Chest and upper back pain are common among people who pull muscles in their back and shoulders. This type of pain generally stems from twisting, lifting, bending, or moving the wrong way, which in turn agitates or strains the muscles of the back when they're not used to being moved a certain way. If you have done some sort of strenuous activity that you can blame the back pain on directly, you can give it a little time to figure out if it is going to subside. However, if you have no reason to have pain in your upper back and chest that you are aware of, or if the pain gets worse, you want to get medical attention as soon as you can.

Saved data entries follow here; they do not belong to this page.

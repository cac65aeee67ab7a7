//! HTTP client for record lookups against the REST API.

use std::time::Duration;

use serde::de::DeserializeOwned;
use url::Url;

use crate::{
    response::{classify, single_record},
    types::QueryResult,
    ClientError,
};

/// API version used when none is given.
pub const DEFAULT_API_VERSION: &str = "v59.0";

/// Request timeout for API calls.
const REQUEST_TIMEOUT: Duration = Duration::from_secs(30);

/// HTTP client for the record REST API.
///
/// Failed lookups surface as [`ClientError::Rest`]: a 404 or an empty query
/// becomes a not-found, an error payload becomes a request error.
pub struct Client {
    client: reqwest::Client,
    instance_url: Url,
    api_version: String,
}

impl Client {
    /// Creates a client for the given instance using [`DEFAULT_API_VERSION`].
    pub fn new(instance_url: &str) -> Result<Self, ClientError> {
        Self::with_api_version(instance_url, DEFAULT_API_VERSION)
    }

    /// Creates a client pinned to a specific API version (e.g. `v58.0`).
    pub fn with_api_version(instance_url: &str, api_version: &str) -> Result<Self, ClientError> {
        let instance_url = Url::parse(instance_url).map_err(|e| {
            tracing::error!("Invalid instance URL {}: {}", instance_url, e);
            ClientError::InvalidUrl(format!("{}: {}", instance_url, e))
        })?;
        let client = reqwest::Client::builder()
            .timeout(REQUEST_TIMEOUT)
            .build()?;
        Ok(Self {
            client,
            instance_url,
            api_version: api_version.to_string(),
        })
    }

    fn url(&self, segments: &[&str]) -> Result<Url, ClientError> {
        let mut url = self.instance_url.clone();
        {
            let mut path = url.path_segments_mut().map_err(|_| {
                ClientError::InvalidUrl(format!("{} cannot be a base URL", self.instance_url))
            })?;
            path.pop_if_empty()
                .extend(["services", "data", self.api_version.as_str()])
                .extend(segments);
        }
        Ok(url)
    }

    async fn send(&self, request: reqwest::RequestBuilder) -> Result<String, ClientError> {
        let resp = request
            .header("accept", "application/json")
            .send()
            .await
            .map_err(|e| {
                tracing::error!("Failed to send request: {}", e);
                ClientError::Network(e)
            })?;

        let status = resp.status();
        let body = resp.text().await.map_err(|e| {
            tracing::error!("Failed to read response body: {}", e);
            ClientError::Network(e)
        })?;

        classify(status.as_u16(), &body)?;
        Ok(body)
    }

    fn decode<T: DeserializeOwned>(body: &str) -> Result<T, ClientError> {
        serde_json::from_str(body).map_err(|e| {
            tracing::error!("Failed to parse record: {}", e);
            ClientError::Decode(e.to_string())
        })
    }

    /// Fetches a single record by type and ID.
    pub async fn find<T: DeserializeOwned>(&self, sobject: &str, id: &str) -> Result<T, ClientError> {
        let url = self.url(&["sobjects", sobject, id])?;
        tracing::debug!("GET {}", url);
        let body = self.send(self.client.get(url)).await?;
        Self::decode(&body)
    }

    /// Runs a query and returns its first record.
    ///
    /// An empty result is reported as not-found.
    pub async fn find_first<T: DeserializeOwned>(&self, soql: &str) -> Result<T, ClientError> {
        let mut url = self.url(&["query"])?;
        url.query_pairs_mut().append_pair("q", soql);
        tracing::debug!("GET {}", url);
        let body = self.send(self.client.get(url)).await?;
        let result: QueryResult<T> = Self::decode(&body)?;
        Ok(single_record(result.records)?)
    }

    /// Deletes a record by type and ID.
    pub async fn destroy(&self, sobject: &str, id: &str) -> Result<(), ClientError> {
        let url = self.url(&["sobjects", sobject, id])?;
        tracing::debug!("DELETE {}", url);
        self.send(self.client.delete(url)).await?;
        Ok(())
    }
}
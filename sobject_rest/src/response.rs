//! Turns raw service responses into record-access errors.

use serde::Deserialize;

use crate::errors::{ClientError, Error, RecordNotFound, RequestError};

/// Longest body excerpt kept on [`ClientError::HttpStatus`].
const MAX_BODY_SNIPPET: usize = 2000;

/// The service sends a list of errors; some endpoints send a bare object.
#[derive(Deserialize)]
#[serde(untagged)]
enum ErrorPayload {
    Many(Vec<RequestError>),
    One(RequestError),
}

/// Extracts the first service-reported error from a response body.
///
/// Returns `None` when the body is not an error payload.
pub fn decode_error_body(body: &str) -> Option<RequestError> {
    match serde_json::from_str::<ErrorPayload>(body).ok()? {
        ErrorPayload::Many(errors) => errors.into_iter().next(),
        ErrorPayload::One(error) => Some(error),
    }
}

/// Maps a response status and body onto the error taxonomy.
///
/// A 404 is always a missing record. Any other failure status carrying an
/// error payload becomes a [`RequestError`]; anything else is a transport-level
/// [`ClientError::HttpStatus`].
pub fn classify(status: u16, body: &str) -> Result<(), ClientError> {
    if (200..300).contains(&status) {
        return Ok(());
    }

    if status == 404 {
        tracing::debug!("Record not found (HTTP 404)");
        return Err(RecordNotFound.into());
    }

    match decode_error_body(body) {
        Some(err) => {
            tracing::debug!("Request rejected with status {}: {}", status, err);
            Err(err.into())
        }
        None => {
            let snippet = truncate_body(body);
            tracing::error!("Request failed with status {}: {}", status, snippet);
            Err(ClientError::HttpStatus {
                status,
                body: snippet,
            })
        }
    }
}

/// Returns the single record a lookup produced, or [`RecordNotFound`] if it
/// produced none.
pub fn single_record<T>(records: Vec<T>) -> crate::Result<T> {
    records
        .into_iter()
        .next()
        .ok_or(Error::RecordNotFound(RecordNotFound))
}

fn truncate_body(body: &str) -> String {
    if body.len() <= MAX_BODY_SNIPPET {
        return body.to_string();
    }
    let mut end = MAX_BODY_SNIPPET;
    while !body.is_char_boundary(end) {
        end -= 1;
    }
    format!("{}...[truncated]", &body[..end])
}
use anyhow::Result;
use clap::{Parser, Subcommand};
use sobject_rest::{Client, ClientError, Error as RestError};

#[derive(Parser)]
#[command(name = "sobject")]
#[command(about = "Look up and delete records over the REST API")]
struct Cli {
    /// Instance base URL (e.g. https://example.my.salesforce.com)
    #[arg(long, env = "SOBJECT_INSTANCE_URL", global = true)]
    instance_url: Option<String>,

    /// REST API version
    #[arg(long, default_value = sobject_rest::DEFAULT_API_VERSION, global = true)]
    api_version: String,

    #[command(subcommand)]
    command: Commands,
}

#[derive(Subcommand)]
enum Commands {
    /// Fetch a record by type and ID
    Get { sobject: String, id: String },
    /// Run a query and print its first record
    First { soql: String },
    /// Delete a record by type and ID
    Delete { sobject: String, id: String },
}

/// Turns a client failure into a user-facing error, keeping the service's
/// `[code] message` rendering intact.
fn describe(err: ClientError, target: &str) -> anyhow::Error {
    if let Some(rest) = err.rest() {
        match rest {
            RestError::RecordNotFound(_) => tracing::debug!("{} not found", target),
            RestError::Request(e) => tracing::debug!(code = e.error_code(), "service rejected request"),
        }
        return anyhow::anyhow!("{}: {}", target, rest);
    }
    anyhow::Error::new(err).context(format!("{}: request failed", target))
}

#[tokio::main]
async fn main() -> Result<()> {
    dotenvy::dotenv().ok();

    tracing_subscriber::fmt()
        .with_env_filter(
            tracing_subscriber::EnvFilter::from_default_env()
                .add_directive("sobject_rest=warn".parse()?),
        )
        .with_target(false)
        .with_writer(std::io::stderr)
        .init();

    let cli = Cli::parse();

    let instance_url = cli
        .instance_url
        .ok_or_else(|| anyhow::anyhow!("--instance-url or SOBJECT_INSTANCE_URL is required"))?;
    let client = Client::with_api_version(&instance_url, &cli.api_version)?;

    match &cli.command {
        Commands::Get { sobject, id } => {
            let target = format!("{} {}", sobject, id);
            let record: serde_json::Value = client
                .find(sobject, id)
                .await
                .map_err(|e| describe(e, &target))?;
            println!("{}", serde_json::to_string_pretty(&record)?);
        }
        Commands::First { soql } => {
            let record: serde_json::Value = client
                .find_first(soql)
                .await
                .map_err(|e| describe(e, "query"))?;
            println!("{}", serde_json::to_string_pretty(&record)?);
        }
        Commands::Delete { sobject, id } => {
            let target = format!("{} {}", sobject, id);
            client
                .destroy(sobject, id)
                .await
                .map_err(|e| describe(e, &target))?;
            println!("Deleted {}", target);
        }
    }

    Ok(())
}

#[cfg(test)]
mod tests {
    use sobject_rest::{RecordNotFound, RequestError};

    use super::*;

    #[test]
    fn request_error_keeps_canonical_rendering() {
        let err = ClientError::from(RequestError::new("INVALID_FIELD", "Field does not exist"));
        assert_eq!(
            describe(err, "Account 001").to_string(),
            "Account 001: [INVALID_FIELD] Field does not exist"
        );
    }

    #[test]
    fn empty_code_renders_empty_brackets() {
        let err = ClientError::from(RequestError::new("", "timeout"));
        assert_eq!(describe(err, "query").to_string(), "query: [] timeout");
    }

    #[test]
    fn not_found_names_the_target() {
        let err = ClientError::from(RecordNotFound);
        assert_eq!(
            describe(err, "Account 001").to_string(),
            "Account 001: record not found"
        );
    }

    #[test]
    fn transport_fault_keeps_cause_in_chain() {
        let err = ClientError::HttpStatus {
            status: 502,
            body: "Bad Gateway".to_string(),
        };
        let described = describe(err, "Account 001");
        assert_eq!(described.to_string(), "Account 001: request failed");
        assert_eq!(
            format!("{:#}", described),
            "Account 001: request failed: Request failed with status 502"
        );
        assert!(matches!(
            described.downcast_ref::<ClientError>(),
            Some(ClientError::HttpStatus { status: 502, .. })
        ));
    }

    #[test]
    fn cli_parses_subcommands() {
        let cli = Cli::try_parse_from([
            "sobject",
            "--instance-url",
            "https://example.my.salesforce.com",
            "get",
            "Account",
            "001",
        ])
        .unwrap();
        assert_eq!(cli.api_version, sobject_rest::DEFAULT_API_VERSION);
        assert!(matches!(
            cli.command,
            Commands::Get { ref sobject, ref id } if sobject == "Account" && id == "001"
        ));
    }
}
//! Text normalization shared by filtering and embedding.

use unicode_normalization::UnicodeNormalization;

/// Fold text for case-insensitive comparison (NFKC, then lowercase).
#[must_use]
pub fn fold(text: &str) -> String {
    text.nfkc().collect::<String>().to_lowercase()
}

/// Returns true when the value is absent for filtering purposes.
#[must_use]
pub fn is_blank(text: &str) -> bool {
    text.trim().is_empty()
}

/// Split a stored tag string (e.g. `"strict, project-based"`) into labels.
pub fn split_tags(raw: &str) -> impl Iterator<Item = &str> {
    raw.split(',').map(str::trim).filter(|tag| !tag.is_empty())
}
//! ffcs config - Show the effective configuration

use clap::Args;

use crate::app::AppContext;
use crate::cli::output::{emit_robot, robot_ok};
use crate::error::{FfcsError, Result};

#[derive(Args, Debug)]
pub struct ConfigArgs {
    /// Print a single section (catalog, embedding, recommend, cache, output)
    #[arg(long)]
    pub section: Option<String>,
}

pub fn run(ctx: &AppContext, args: &ConfigArgs) -> Result<()> {
    let value = serde_json::to_value(&ctx.config)?;
    let value = match &args.section {
        Some(section) => value.get(section).cloned().ok_or_else(|| {
            FfcsError::InvalidRequest(format!("unknown config section {section}"))
        })?,
        None => value,
    };

    if ctx.robot() {
        return emit_robot(&robot_ok(value));
    }

    let rendered = toml::to_string_pretty(&value)
        .map_err(|err| FfcsError::Config(format!("render config: {err}")))?;
    print!("{rendered}");
    Ok(())
}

There are many different treatments for chest and upper back pain, but since it usually results from pulled or strained muscles, there isn't much that does better than rest and time. You can use heat to relax the muscles and ice to reduce any swelling, and just rest for a day or two until the pain subsides. If necessary, you can use over the counter medications to help relieve the pain when it is mild to moderate. If you have severe, chronic, or continuing pain, you definitely need to see a doctor or consider physical therapy or prescription pain medication to alleviate your pain. Usually, when the pain is in the upper back and chest, you can relieve it without serious therapy, medication, or surgery. Lower back pain is the one that generally presents with more serious complications or more intensive treatments, while upper back and chest pain is generally less serious and goes away often on its own with time.

Chest and upper back pain generally go hand in hand for most people who experience a muscle problem or ache in their upper back. This pain can often be accompanied by muscle spasms and shooting pains, so you should be aware of everything that is going on. Generally, there is a strained or pulled muscle in the upper back or a shoulder that is causing this particular pain. If you do choose to seek medical attention, you need to let your doctor know about all the symptoms that you are experiencing so that you can receive the proper treatment. In many cases, you'll be able to get away with rest and OTC pain medication, but you should never minimize the pain that you experience just because you don't want to go to the doctor. Keep these things in mind, and you should be better able to handle upper back and chest pain.